### The data ###

impl Category {
    fn list_method(self) -> &'static str {
        match self {
            Self::Tools => methods::TOOLS_LIST,
            Self::Resources => methods::RESOURCES_LIST,
            Self::Prompts => methods::PROMPTS_LIST,
        }
    }

    fn key(self) -> &'static str {
        match self {
            Self::Tools => "tools",
            Self::Resources => "resources",
            Self::Prompts => "prompts",
        }
    }
}

#[derive(Default)]
struct ClientState {
    status: ConnectionStatus,
    connected_at: Option<DateTime<Utc>>,
    error_message: Option<String>,
    server_info: Option<ServerInfo>,
    tools: BTreeMap<String, Tool>,
    resources: BTreeMap<String, Resource>,
    prompts: BTreeMap<String, Prompt>,
    pending: HashMap<u64, ResponseSlot>,
    /// Bumped whenever a connection is torn down; work tagged with an older
    /// epoch is discarded.
    epoch: u64,
    /// Bumped on every list-changed notification of a category.
    revisions: HashMap<Category, u64>,
    /// Latest rediscovery task per category.
    refreshes: HashMap<Category, JoinHandle<()>>,
    transport: Option<Arc<dyn Transport>>,
    reader: Option<JoinHandle<()>>,
}

impl ClientState {
    fn is_live(&self) -> bool {
        matches!(
            self.status,
            ConnectionStatus::Connecting | ConnectionStatus::Connected
        )
    }

    fn clear_category(&mut self, category: Category) {
        match category {
            Category::Tools => self.tools.clear(),
            Category::Resources => self.resources.clear(),
            Category::Prompts => self.prompts.clear(),
        }
    }

    fn revision(&self, category: Category) -> u64 {
        self.revisions.get(&category).copied().unwrap_or(0)
    }
}

/// The connection and list revision a discovery result belongs to.
#[derive(Debug, Clone, Copy)]
struct Stamp {
    epoch: u64,
    revision: u64,
}

/// Resources of a connection that has been invalidated.
struct Detached {
    epoch: u64,
    transport: Option<Arc<dyn Transport>>,
    reader: Option<JoinHandle<()>>,
    refreshes: Vec<JoinHandle<()>>,
    pending: HashMap<u64, ResponseSlot>,
}
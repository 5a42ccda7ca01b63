//! Server-Sent Events parser.
//!
//! Event lines can span several network chunks, so bytes are buffered
//! until a complete line is available.

use std::fmt;

/// A parsed SSE event.
#[derive(Debug, Clone, PartialEq)]
pub struct SseEvent {
    /// The event type (from "event:" lines)
    pub event: Option<String>,
    /// The event data, multiple "data:" lines joined with `\n`
    pub data: String,
    /// The event ID (from "id:" lines)
    pub id: Option<String>,
}

impl SseEvent {
    /// Whether this event carries protocol messages.
    pub fn is_message(&self) -> bool {
        matches!(self.event.as_deref(), None | Some("message"))
    }

    /// Whether this event announces the URL for outbound messages.
    pub fn is_endpoint(&self) -> bool {
        self.event.as_deref() == Some("endpoint")
    }
}

/// Incremental SSE parser.
#[derive(Default)]
pub struct SseParser {
    /// Bytes of an incomplete line
    pending: Vec<u8>,
    event: Option<String>,
    data: Vec<String>,
    id: Option<String>,
}

impl SseParser {
    /// Create a new SSE parser.
    pub fn new() -> Self {
        Self::default()
    }

    /// Feed a chunk of bytes and return the events it completed.
    pub fn feed(&mut self, bytes: &[u8]) -> Vec<SseEvent> {
        self.pending.extend_from_slice(bytes);

        let mut events = Vec::new();
        while let Some(pos) = self.pending.iter().position(|b| *b == b'\n') {
            let raw: Vec<u8> = self.pending.drain(..=pos).collect();
            // Decode whole lines only, a multi-byte character may straddle chunks
            let line = String::from_utf8_lossy(&raw[..raw.len() - 1]);
            let line = line.strip_suffix('\r').unwrap_or(&*line);

            if line.is_empty() {
                events.extend(self.dispatch());
            } else {
                self.apply_line(line);
            }
        }

        events
    }

    /// Feed a string into the parser.
    pub fn feed_str(&mut self, text: &str) -> Vec<SseEvent> {
        self.feed(text.as_bytes())
    }

    fn apply_line(&mut self, line: &str) {
        // Comment line
        if line.starts_with(':') {
            return;
        }

        let (field, value) = match line.split_once(':') {
            Some((field, value)) => (field, value.strip_prefix(' ').unwrap_or(value)),
            None => (line, ""),
        };

        match field {
            "event" => self.event = Some(value.to_string()),
            "data" => self.data.push(value.to_string()),
            "id" => self.id = Some(value.to_string()),
            _ => {}
        }
    }

    fn dispatch(&mut self) -> Option<SseEvent> {
        let event = self.event.take();
        let id = self.id.take();

        if self.data.is_empty() {
            return None;
        }

        Some(SseEvent {
            event,
            data: std::mem::take(&mut self.data).join("\n"),
            id,
        })
    }
}

impl fmt::Debug for SseParser {
    fn fmt(&self, f: &mut fmt::Formatter<'_>) -> fmt::Result {
        f.debug_struct("SseParser")
            .field("pending_bytes", &self.pending.len())
            .field("data_lines", &self.data.len())
            .finish()
    }
}

#[cfg(test)]
mod tests {
    use super::*;

    #[test]
    fn test_simple_event() {
        let mut parser = SseParser::new();
        let events = parser.feed(b"data: {\"jsonrpc\":\"2.0\",\"id\":1,\"result\":{}}\n\n");

        assert_eq!(events.len(), 1);
        assert_eq!(events[0].data, r#"{"jsonrpc":"2.0","id":1,"result":{}}"#);
        assert!(events[0].is_message());
    }

    #[test]
    fn test_endpoint_event() {
        let mut parser = SseParser::new();
        let events = parser.feed(b"event: endpoint\ndata: /messages?session=abc\n\n");

        assert_eq!(events.len(), 1);
        assert!(events[0].is_endpoint());
        assert!(!events[0].is_message());
        assert_eq!(events[0].data, "/messages?session=abc");
    }

    #[test]
    fn test_multiline_data() {
        let mut parser = SseParser::new();
        let events = parser.feed(b"data: line one\ndata: line two\n\n");

        assert_eq!(events.len(), 1);
        assert_eq!(events[0].data, "line one\nline two");
    }

    #[test]
    fn test_split_across_chunks() {
        let mut parser = SseParser::new();

        assert!(parser.feed(b"data: {\"id\":").is_empty());
        assert!(parser.feed(b" 1}\n").is_empty());

        let events = parser.feed(b"\n");
        assert_eq!(events.len(), 1);
        assert_eq!(events[0].data, r#"{"id": 1}"#);
    }

    #[test]
    fn test_multibyte_split() {
        let mut parser = SseParser::new();
        let text = "data: héllo\n\n".as_bytes();
        // Split inside the two-byte 'é'
        assert!(parser.feed(&text[..8]).is_empty());
        let events = parser.feed(&text[8..]);
        assert_eq!(events[0].data, "héllo");
    }

    #[test]
    fn test_multiple_events() {
        let mut parser = SseParser::new();
        let events = parser.feed_str("data: first\n\nevent: message\ndata: second\n\n");

        assert_eq!(events.len(), 2);
        assert_eq!(events[0].data, "first");
        assert_eq!(events[1].data, "second");
        assert!(events[1].is_message());
    }

    #[test]
    fn test_comment_and_unknown_fields_ignored() {
        let mut parser = SseParser::new();
        let events = parser.feed(b": keepalive\nretry: 100\ndata: hello\n\n");

        assert_eq!(events.len(), 1);
        assert_eq!(events[0].data, "hello");
    }

    #[test]
    fn test_crlf_line_endings() {
        let mut parser = SseParser::new();
        let events = parser.feed(b"id: 7\r\ndata: hello\r\n\r\n");

        assert_eq!(events.len(), 1);
        assert_eq!(events[0].data, "hello");
        assert_eq!(events[0].id, Some("7".to_string()));
    }

    #[test]
    fn test_event_without_data_is_dropped() {
        let mut parser = SseParser::new();
        assert!(parser.feed(b"event: ping\n\n\n").is_empty());

        // The dropped event type does not leak into the next event
        let events = parser.feed(b"data: x\n\n");
        assert_eq!(events[0].event, None);
    }
}
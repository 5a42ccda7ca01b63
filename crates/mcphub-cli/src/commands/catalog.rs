//! Listing of the aggregated tools, resources and prompts.

use mcphub_mcp::{to_function_specs, ToolFormat};

use crate::AppContext;

/// Print the tool catalogue, either as text or as converted specifications.
pub async fn tools(ctx: &AppContext, format: Option<ToolFormat>) -> anyhow::Result<()> {
    let host = ctx.host();
    host.initialize().await;
    let tools = host.get_all_tools();
    host.shutdown().await;

    if let Some(format) = format {
        let specs = to_function_specs(&tools, format);
        println!("{}", serde_json::to_string_pretty(&specs)?);
        return Ok(());
    }

    if tools.is_empty() {
        println!("No tools available.");
        return Ok(());
    }

    println!("Tools ({}):", tools.len());
    for (name, tool) in &tools {
        match tool.description.as_deref() {
            Some(description) => println!("  {} - {}", name, description),
            None => println!("  {}", name),
        }
    }
    Ok(())
}

/// Print every resource of the connected servers.
pub async fn resources(ctx: &AppContext) -> anyhow::Result<()> {
    let host = ctx.host();
    host.initialize().await;
    let resources = host.get_all_resources();
    host.shutdown().await;

    if resources.is_empty() {
        println!("No resources available.");
        return Ok(());
    }

    println!("Resources ({}):", resources.len());
    for (uri, resource) in &resources {
        let mime = resource.mime_type.as_deref().unwrap_or("unknown");
        println!("  {} ({}) [{}]", uri, resource.name, mime);
        if let Some(ref description) = resource.description {
            println!("      {}", description);
        }
    }
    Ok(())
}

/// Print every prompt of the connected servers with its arguments.
pub async fn prompts(ctx: &AppContext) -> anyhow::Result<()> {
    let host = ctx.host();
    host.initialize().await;
    let prompts = host.get_all_prompts();
    host.shutdown().await;

    if prompts.is_empty() {
        println!("No prompts available.");
        return Ok(());
    }

    println!("Prompts ({}):", prompts.len());
    for (name, prompt) in &prompts {
        match prompt.description.as_deref() {
            Some(description) => println!("  {} - {}", name, description),
            None => println!("  {}", name),
        }
        for arg in &prompt.arguments {
            let required = if arg.required { " (required)" } else { "" };
            println!("      {}{}", arg.name, required);
        }
    }
    Ok(())
}
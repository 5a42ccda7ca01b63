//! Error types for mcphub.
//!
//! This module provides the top-level error type shared by the mcphub
//! crates, with recovery suggestions for the errors a user can act on.

use thiserror::Error;

/// Result type alias using the mcphub [`Error`].
pub type Result<T> = std::result::Result<T, Error>;

/// Main error type for mcphub.
#[derive(Error, Debug)]
pub enum Error {
    /// Configuration error
    #[error("Configuration error: {0}")]
    Config(String),

    /// MCP error
    #[error("MCP error: {0}")]
    Mcp(String),

    /// IO error
    #[error("IO error: {0}")]
    Io(#[from] std::io::Error),

    /// JSON serialization error
    #[error("JSON error: {0}")]
    Json(#[from] serde_json::Error),

    /// Validation error
    #[error("Validation error: {0}")]
    Validation(String),

    /// Not found error
    #[error("Not found: {0}")]
    NotFound(String),

    /// Internal error
    #[error("Internal error: {0}")]
    Internal(String),
}

impl Error {
    /// Get a recovery suggestion for this error.
    pub fn recovery_suggestion(&self) -> Option<&'static str> {
        match self {
            Error::Config(_) => Some("Check your config file at ~/.config/mcphub/config.toml"),
            Error::Validation(_) => {
                Some("Fix the listed fields in ~/.config/mcphub/config.toml or the MCPHUB_ environment")
            }
            Error::NotFound(_) => Some("Use 'mcphub servers' to see configured servers"),
            Error::Mcp(msg) if msg.contains("timed out") => {
                Some("The server may be overloaded; raise limits.request_timeout_secs if needed")
            }
            Error::Mcp(msg) if msg.contains("not connected") => {
                Some("Check the server status with 'mcphub servers'")
            }
            _ => None,
        }
    }
}

impl From<figment::Error> for Error {
    fn from(e: figment::Error) -> Self {
        Error::Config(e.to_string())
    }
}

/// Format an error with its recovery suggestion.
pub fn format_error_with_suggestion(error: &Error) -> String {
    let mut output = error.to_string();
    if let Some(suggestion) = error.recovery_suggestion() {
        output.push_str(&format!("\n  Suggestion: {}", suggestion));
    }
    output
}

#[cfg(test)]
mod tests {
    use super::*;

    #[test]
    fn test_config_error_has_suggestion() {
        let err = Error::Config("bad value".to_string());
        assert!(err.to_string().contains("bad value"));
        assert!(err.recovery_suggestion().is_some());
    }

    #[test]
    fn test_mcp_timeout_suggestion() {
        let err = Error::Mcp("request 'tools/call' timed out after 60 seconds".to_string());
        let formatted = format_error_with_suggestion(&err);
        assert!(formatted.contains("Suggestion:"));
        assert!(formatted.contains("request_timeout_secs"));
    }

    #[test]
    fn test_internal_error_has_no_suggestion() {
        let err = Error::Internal("oops".to_string());
        assert!(err.recovery_suggestion().is_none());
        assert_eq!(format_error_with_suggestion(&err), "Internal error: oops");
    }
}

###

What lines above contain the word "arguments"? Please copy each one.

/// Print every prompt of the connected servers with its arguments.
        for arg in &prompt.arguments {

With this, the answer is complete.